El gobernador Ricardo Quintela confirmó que La Rioja llevará a la Justicia su reclamo por los límites con San Juan, una disputa que volvió a cobrar relevancia por la ubicación de proyectos mineros de gran escala en la zona cordillerana.
La definición fue realizada en una entrevista con el medio sanjuanino Tiempo de San Juan, en la que el mandatario riojano abordó además su posición sobre la minería, el RIGI, la relación con el Gobierno nacional y la interna del peronismo.
Consultado específicamente sobre si llevará el planteo a los tribunales, Quintela fue categórico: “Voy a ir a la Justicia, sí”.
El gobernador sostuvo que La Rioja buscará defender su interpretación sobre los límites provinciales a partir de antecedentes históricos y geográficos. En ese marco, mencionó especialmente la situación de Ischigualasto y de la zona de Iglesia, además del área donde se encuentran proyectos como Vicuña, Filo del Sol y Lunahuasi.
Sin embargo, Quintela evitó plantear el conflicto como una disputa que deba derivar en un enfrentamiento entre las dos provincias. Por el contrario, propuso avanzar en una solución compartida mientras se define la cuestión de fondo.
La propuesta de compartir el territorio
Durante la entrevista, Quintela tomó como referencia el antecedente de Salta y Catamarca, provincias que mantienen un esquema de administración compartida sobre una zona cuya pertenencia también fue objeto de discusión.
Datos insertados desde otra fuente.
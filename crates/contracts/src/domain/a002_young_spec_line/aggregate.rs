use serde::{Deserialize, Serialize};

pub const FIELD_DEFINITIONS_COLLECTION: &str = "nsi_pers_young_spec";
pub const LINE_ITEMS_COLLECTION: &str = "f_pers_young_spec_line";

/// Строка справочника полей формы (`nsi_pers_young_spec`)
#[derive(Debug, Clone, Default, PartialEq, Eq, Serialize, Deserialize)]
pub struct FieldDefinition {
    #[serde(
        default,
        rename = "nsi_pers_young_spec_id",
        alias = "f_pers_young_spec_line_id"
    )]
    pub id: Option<i64>,
    pub name: String,
    /// HTML input type; `text` when absent
    #[serde(default, rename = "type")]
    pub input_type: Option<String>,
}

/// Значения строки формы (`f_pers_young_spec_line`).
///
/// The backend sends `null` for counts that were never filled in.
#[derive(Debug, Clone, Default, PartialEq, Eq, Serialize, Deserialize)]
pub struct LineItem {
    pub f_pers_young_spec_line_id: i64,
    #[serde(default)]
    pub target_count: Option<i64>,
    #[serde(default)]
    pub distribution_count: Option<i64>,
}

impl LineItem {
    /// Sum of both counts, a missing count adds nothing
    pub fn total(&self) -> i64 {
        self.target_count.unwrap_or(0) + self.distribution_count.unwrap_or(0)
    }
}

#[cfg(test)]
mod tests {
    use super::*;

    #[test]
    fn test_field_definition_json() {
        let def: FieldDefinition =
            serde_json::from_str(r#"{"nsi_pers_young_spec_id": 3, "name": "Всего"}"#).unwrap();
        assert_eq!(def.id, Some(3));
        assert_eq!(def.input_type, None);

        let def: FieldDefinition =
            serde_json::from_str(r#"{"name": "Всего", "type": "number"}"#).unwrap();
        assert_eq!(def.id, None);
        assert_eq!(def.input_type.as_deref(), Some("number"));
    }

    #[test]
    fn test_line_item_total() {
        let line: LineItem = serde_json::from_str(
            r#"{"f_pers_young_spec_line_id": 1, "target_count": 4, "distribution_count": 5}"#,
        )
        .unwrap();
        assert_eq!(line.total(), 9);
    }

    #[test]
    fn test_line_item_null_counts() {
        let lines: Vec<LineItem> = serde_json::from_str(
            r#"[{"f_pers_young_spec_line_id": 1, "target_count": null, "distribution_count": 2},
                {"f_pers_young_spec_line_id": 2, "target_count": null, "distribution_count": null}]"#,
        )
        .unwrap();
        assert_eq!(lines[0].target_count, None);
        assert_eq!(lines[0].total(), 2);
        assert_eq!(lines[1].total(), 0);
    }
}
“No nos peleemos, compartamos”, planteó el gobernador, al explicar su propuesta para la zona que La Rioja considera en disputa.
Según explicó, la idea sería que ambas provincias puedan compartir los beneficios que genere el territorio mientras la cuestión limítrofe continúa su recorrido institucional y judicial. “Todo lo que sucede en esa franja lo compartimos hasta que algún día se pueda volver a discutir”, sostuvo Quintela.
El mandatario aclaró además que su planteo no tiene como objetivo quedarse con los proyectos mineros que se encuentran en el área cuestionada. En particular, señaló que su obligación es defender lo que considera los intereses territoriales de La Rioja.
El antecedente de 1968
Uno de los argumentos centrales expuestos por Quintela en la entrevista se relaciona con la modificación de los límites producida en 1968, durante la dictadura de Juan Carlos Onganía.
El gobernador sostiene que en ese momento los gobernadores de La Rioja y San Juan fueron designados por el gobierno de facto y que ambos intervinieron en un acuerdo que, según su interpretación, modificó límites que habían sido establecidos anteriormente.
Quintela también cuestionó la posterior ratificación legislativa de aquellas disposiciones y afirmó que la Justicia no habría otorgado validez plena al mecanismo utilizado.
Estas afirmaciones forman parte de la argumentación política e histórica del reclamo de La Rioja y serán uno de los puntos que deberán ser contrastados con los antecedentes jurídicos, legislativos y cartográficos que forman parte de la discusión sobre los límites interprovinciales.
El propio gobernador anticipó que la Provincia buscará sostener su posición con documentación y argumentos históricos y geográficos.
“Podemos no tener la razón total o ser la razón absoluta, pero sí vamos a defender a ultranza los intereses”, afirmó.
La minería vuelve a atravesar la disputa
La discusión territorial adquiere una dimensión económica por la ubicación de algunos de los principales proyectos mineros de la región.
Durante la entrevista, Quintela mencionó expresamente a Vicuña, Filo del Sol y Lunahuasi al referirse al territorio que La Rioja considera propio.
No obstante, buscó separar el reclamo territorial de un eventual interés de la Provincia por apropiarse de esos emprendimientos. “No es por eso por lo cual lo hago”, sostuvo, al insistir en que su planteo responde a la defensa de los intereses territoriales riojanos.
La disputa por los límites, de esta manera, se encuentra atravesada por una cuestión que excede la discusión geográfica: el desarrollo de una de las zonas mineras con mayor expectativa de inversión de la Argentina.
Una disputa entre provincias que Quintela busca mantener en el plano institucional
El gobernador también negó que su posición esté vinculada con una confrontación personal o política con el gobernador de San Juan, Marcelo Orrego.
Dijo mantener una buena relación con San Juan y señaló que su diferencia está vinculada con la posición que sostiene sobre los intereses de La Rioja.
En ese marco, planteó que el camino elegido debe ser el institucional y descartó llevar la discusión hacia un conflicto entre provincias.
“No al extremo de llegar a un conflicto con una provincia hermana”, afirmó.
La confirmación de que La Rioja recurrirá a la Justicia abre ahora una nueva etapa en una disputa que combina antecedentes históricos, cuestiones jurídicas, intereses territoriales y el desarrollo de proyectos mineros estratégicos para la región.